▶ **ACTIVITY**: The answer must be every line of the data that holds the word "numbers".

▶ **GIVEN DATA**:
//! Type registry for loading named type definitions from disk
//!
//! - One file per type: `<dir>/<name>.json`, body is a serialized `Type`
//! - Registered types are immutable; re-registering a name fails
//! - Types deeper than the configured limit are refused

use std::collections::BTreeMap;
use std::fs;
use std::path::{Path, PathBuf};
use std::sync::Arc;

use super::errors::{SchemaError, SchemaResult};
use super::types::Type;
use crate::config::ShapeConfig;
use crate::observability::{log_event_with_fields, Event};

/// Registry of named, shared type definitions.
#[derive(Debug)]
pub struct TypeRegistry {
    /// Directory containing type files
    type_dir: PathBuf,
    /// Maximum accepted `Type::depth()`
    max_depth: usize,
    types: BTreeMap<String, Arc<Type>>,
}

impl TypeRegistry {
    /// Creates an empty registry reading from `type_dir`.
    pub fn new(type_dir: impl Into<PathBuf>) -> Self {
        Self {
            type_dir: type_dir.into(),
            max_depth: ShapeConfig::default().max_schema_depth,
            types: BTreeMap::new(),
        }
    }

    /// Creates a registry from configuration and loads every type file.
    ///
    /// Without a configured `schema_dir` the registry starts empty.
    pub fn from_config(config: &ShapeConfig) -> SchemaResult<Self> {
        let mut registry = match &config.schema_dir {
            Some(dir) => Self::new(dir),
            None => Self::new(PathBuf::new()),
        }
        .with_max_depth(config.max_schema_depth);

        if config.schema_dir.is_some() {
            registry.load_all()?;
        }
        Ok(registry)
    }

    /// Overrides the depth limit.
    pub fn with_max_depth(mut self, max_depth: usize) -> Self {
        self.max_depth = max_depth;
        self
    }

    /// Returns the type directory path.
    pub fn type_dir(&self) -> &Path {
        &self.type_dir
    }

    /// Loads all `*.json` type files from the type directory.
    ///
    /// A missing directory is treated as empty. Files are loaded in name
    /// order; the first bad file aborts the load.
    pub fn load_all(&mut self) -> SchemaResult<usize> {
        if !self.type_dir.exists() {
            return Ok(0);
        }

        let origin = self.type_dir.display().to_string();
        let entries = fs::read_dir(&self.type_dir).map_err(|e| SchemaError::io(&origin, e))?;

        let mut paths = Vec::new();
        for entry in entries {
            let path = entry.map_err(|e| SchemaError::io(&origin, e))?.path();
            if path.extension().map_or(false, |ext| ext == "json") {
                paths.push(path);
            }
        }
        paths.sort();

        for path in &paths {
            self.load_type_file(path)?;
        }

        let loaded = paths.len().to_string();
        log_event_with_fields(
            Event::RegistryLoaded,
            &[("dir", origin.as_str()), ("types", loaded.as_str())],
        );
        Ok(paths.len())
    }

    fn load_type_file(&mut self, path: &Path) -> SchemaResult<()> {
        let origin = path.display().to_string();
        let name = path
            .file_stem()
            .and_then(|s| s.to_str())
            .ok_or_else(|| SchemaError::malformed_type(&origin, "file name is not valid UTF-8"))?
            .to_string();

        let content = fs::read_to_string(path).map_err(|e| SchemaError::io(&origin, e))?;
        let ty: Type = serde_json::from_str(&content).map_err(|e| SchemaError::parse(&origin, e))?;

        self.register(name, ty).map(|_| ())
    }

    /// Registers a type under `name` and returns the shared handle.
    pub fn register(&mut self, name: impl Into<String>, ty: Type) -> SchemaResult<Arc<Type>> {
        let name = name.into();

        if self.types.contains_key(&name) {
            return Err(SchemaError::duplicate_type(name));
        }

        let depth = ty.depth();
        if depth > self.max_depth {
            return Err(SchemaError::too_deep(name, depth, self.max_depth));
        }

        let ty = Arc::new(ty);
        log_event_with_fields(
            Event::TypeRegistered,
            &[("kind", ty.kind().as_str()), ("name", name.as_str())],
        );
        self.types.insert(name, Arc::clone(&ty));
        Ok(ty)
    }

    /// Gets a type by name.
    pub fn get(&self, name: &str) -> Option<Arc<Type>> {
        self.types.get(name).cloned()
    }

    /// Checks if a type is registered.
    pub fn contains(&self, name: &str) -> bool {
        self.types.contains_key(name)
    }

    /// Registered names, in order.
    pub fn names(&self) -> impl Iterator<Item = &str> {
        self.types.keys().map(String::as_str)
    }

    /// Returns the number of registered types.
    pub fn len(&self) -> usize {
        self.types.len()
    }

    /// Whether no types are registered.
    pub fn is_empty(&self) -> bool {
        self.types.is_empty()
    }

    /// Writes a type definition to `<dir>/<name>.json` without registering it.
    ///
    /// `name` must be a plain file stem: no path separators, no `..`.
    pub fn save_type(&self, name: &str, ty: &Type) -> SchemaResult<PathBuf> {
        if !is_plain_stem(name) {
            return Err(SchemaError::invalid_name(name));
        }

        let path = self.type_dir.join(format!("{}.json", name));
        let origin = path.display().to_string();

        if path.exists() {
            return Err(SchemaError::duplicate_type(name));
        }

        fs::create_dir_all(&self.type_dir).map_err(|e| SchemaError::write_failed(&origin, e))?;
        let content =
            serde_json::to_string_pretty(ty).map_err(|e| SchemaError::write_failed(&origin, e))?;
        fs::write(&path, content).map_err(|e| SchemaError::write_failed(&origin, e))?;

        Ok(path)
    }
}

fn is_plain_stem(name: &str) -> bool {
    !name.is_empty() && !name.contains("..") && !name.chars().any(std::path::is_separator)
}

#[cfg(test)]
mod tests {
    use super::*;
    use crate::schema::SchemaErrorCode;
    use tempfile::TempDir;

    fn pair() -> Type {
        Type::table([("k", Type::string(0)), ("v", Type::number())])
    }

    #[test]
    fn test_register_and_get() {
        let temp_dir = TempDir::new().unwrap();
        let mut registry = TypeRegistry::new(temp_dir.path());

        let handle = registry.register("pair", pair()).unwrap();

        let fetched = registry.get("pair").unwrap();
        assert!(Arc::ptr_eq(&handle, &fetched));
        assert_eq!(registry.len(), 1);
    }

    #[test]
    fn test_registered_types_are_immutable() {
        let temp_dir = TempDir::new().unwrap();
        let mut registry = TypeRegistry::new(temp_dir.path());

        registry.register("pair", pair()).unwrap();
        let err = registry.register("pair", Type::number()).unwrap_err();
        assert_eq!(err.code(), SchemaErrorCode::DuplicateType);
        assert_eq!(registry.get("pair").unwrap().as_ref(), &pair());
    }

    #[test]
    fn test_save_and_load() {
        let temp_dir = TempDir::new().unwrap();
        let registry = TypeRegistry::new(temp_dir.path());
        registry.save_type("pair", &pair()).unwrap();
        registry
            .save_type("numbers", &Type::list(Type::number(), 3))
            .unwrap();

        let mut reloaded = TypeRegistry::new(temp_dir.path());
        assert_eq!(reloaded.load_all().unwrap(), 2);
        assert_eq!(reloaded.names().collect::<Vec<_>>(), vec!["numbers", "pair"]);
        assert_eq!(reloaded.get("pair").unwrap().as_ref(), &pair());
    }

    #[test]
    fn test_load_skips_non_json() {
        let temp_dir = TempDir::new().unwrap();
        fs::write(temp_dir.path().join("README.txt"), "not a type").unwrap();

        let mut registry = TypeRegistry::new(temp_dir.path());
        assert_eq!(registry.load_all().unwrap(), 0);
        assert!(registry.is_empty());
    }

    #[test]
    fn test_malformed_file_fails_load() {
        let temp_dir = TempDir::new().unwrap();
        fs::write(temp_dir.path().join("bad.json"), r#"{"kind": "object"}"#).unwrap();

        let mut registry = TypeRegistry::new(temp_dir.path());
        let err = registry.load_all().unwrap_err();
        assert_eq!(err.code(), SchemaErrorCode::MalformedType);
        assert!(err.message().contains("bad.json"));
    }

    #[test]
    fn test_depth_limit() {
        let temp_dir = TempDir::new().unwrap();
        let mut registry = TypeRegistry::new(temp_dir.path()).with_max_depth(2);

        assert!(registry.register("flat", Type::list(Type::number(), 0)).is_ok());
        let err = registry
            .register("deep", Type::list(Type::list(Type::number(), 0), 0))
            .unwrap_err();
        assert_eq!(err.code(), SchemaErrorCode::SchemaTooDeep);
        assert!(!registry.contains("deep"));
    }

    #[test]
    fn test_missing_directory_is_empty() {
        let temp_dir = TempDir::new().unwrap();
        let mut registry = TypeRegistry::new(temp_dir.path().join("absent"));
        assert_eq!(registry.load_all().unwrap(), 0);
    }

    #[test]
    fn test_save_refuses_overwrite() {
        let temp_dir = TempDir::new().unwrap();
        let registry = TypeRegistry::new(temp_dir.path());
        registry.save_type("pair", &pair()).unwrap();
        assert!(registry.save_type("pair", &Type::any()).is_err());
    }

    #[test]
    fn test_save_rejects_names_outside_type_dir() {
        let temp_dir = TempDir::new().unwrap();
        let registry = TypeRegistry::new(temp_dir.path().join("types"));

        for name in ["../escape", "nested/pair", "..", ""] {
            let err = registry.save_type(name, &pair()).unwrap_err();
            assert_eq!(err.code(), SchemaErrorCode::InvalidTypeName, "name {:?}", name);
        }
        assert!(!temp_dir.path().join("escape.json").exists());
        assert!(!temp_dir.path().join("types").exists());
    }

    #[test]
    fn test_save_reports_write_failure() {
        let temp_dir = TempDir::new().unwrap();
        let blocker = temp_dir.path().join("types");
        fs::write(&blocker, "not a directory").unwrap();

        let registry = TypeRegistry::new(&blocker);
        let err = registry.save_type("pair", &pair()).unwrap_err();
        assert_eq!(err.code(), SchemaErrorCode::TypeWriteFailed);
    }
}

▶ **ANSWER SPACE**:
            .save_type("numbers", &Type::list(Type::number(), 3))
        assert_eq!(reloaded.names().collect::<Vec<_>>(), vec!["numbers", "pair"]);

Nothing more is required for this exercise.